//! Payload extraction from a broadcast disclosure transaction.
//!
//! Deliberately minimal: the transaction is consensus-decoded (which takes
//! care of the segwit marker/flag pair and compact-size counts) and only
//! its output scripts are inspected. No signature validation, no txid
//! recomputation, no witness interpretation happens here — recovering a
//! payload from an unconfirmed or malleated transaction is out of scope,
//! and this module must not grow into a general-purpose transaction
//! parser.

use bitcoin::{consensus, Transaction};
use thiserror::Error;

use vigil_script::RecoveryPayload;

#[derive(Error, Debug)]
pub enum ExtractError {
    #[error("Transaction decode failed: {0}")]
    MalformedTransaction(String),

    #[error("No 64-byte recovery payload output in transaction")]
    PayloadNotFound,
}

/// Decode a raw transaction from hex.
pub fn decode_transaction(tx_hex: &str) -> Result<Transaction, ExtractError> {
    let bytes = hex::decode(tx_hex.trim())
        .map_err(|e| ExtractError::MalformedTransaction(e.to_string()))?;
    consensus::deserialize(&bytes).map_err(|e| ExtractError::MalformedTransaction(e.to_string()))
}

/// Scan a transaction's outputs for the recovery payload: an OP_RETURN
/// script pushing exactly 64 bytes. Outputs with OP_RETURN pushes of any
/// other length do not match.
pub fn find_payload(tx: &Transaction) -> Result<RecoveryPayload, ExtractError> {
    tx.output
        .iter()
        .find_map(|output| RecoveryPayload::from_script(&output.script_pubkey).ok())
        .ok_or(ExtractError::PayloadNotFound)
}

/// Decode a transaction hex and pull its recovery payload in one step.
pub fn extract_payload(tx_hex: &str) -> Result<RecoveryPayload, ExtractError> {
    find_payload(&decode_transaction(tx_hex)?)
}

**The task**:
Repeat the full set of records exactly.

**Answer to this problem**:
//! Payload extraction from a broadcast disclosure transaction.
//!
//! Deliberately minimal: the transaction is consensus-decoded (which takes
//! care of the segwit marker/flag pair and compact-size counts) and only
//! its output scripts are inspected. No signature validation, no txid
//! recomputation, no witness interpretation happens here — recovering a
//! payload from an unconfirmed or malleated transaction is out of scope,
//! and this module must not grow into a general-purpose transaction
//! parser.

use bitcoin::{consensus, Transaction};
use thiserror::Error;

use vigil_script::RecoveryPayload;

#[derive(Error, Debug)]
pub enum ExtractError {
    #[error("Transaction decode failed: {0}")]
    MalformedTransaction(String),

    #[error("No 64-byte recovery payload output in transaction")]
    PayloadNotFound,
}

/// Decode a raw transaction from hex.
pub fn decode_transaction(tx_hex: &str) -> Result<Transaction, ExtractError> {
    let bytes = hex::decode(tx_hex.trim())
        .map_err(|e| ExtractError::MalformedTransaction(e.to_string()))?;
    consensus::deserialize(&bytes).map_err(|e| ExtractError::MalformedTransaction(e.to_string()))
}

/// Scan a transaction's outputs for the recovery payload: an OP_RETURN
/// script pushing exactly 64 bytes. Outputs with OP_RETURN pushes of any
/// other length do not match.
pub fn find_payload(tx: &Transaction) -> Result<RecoveryPayload, ExtractError> {
    tx.output
        .iter()
        .find_map(|output| RecoveryPayload::from_script(&output.script_pubkey).ok())
        .ok_or(ExtractError::PayloadNotFound)
}

/// Decode a transaction hex and pull its recovery payload in one step.
pub fn extract_payload(tx_hex: &str) -> Result<RecoveryPayload, ExtractError> {
    find_payload(&decode_transaction(tx_hex)?)
}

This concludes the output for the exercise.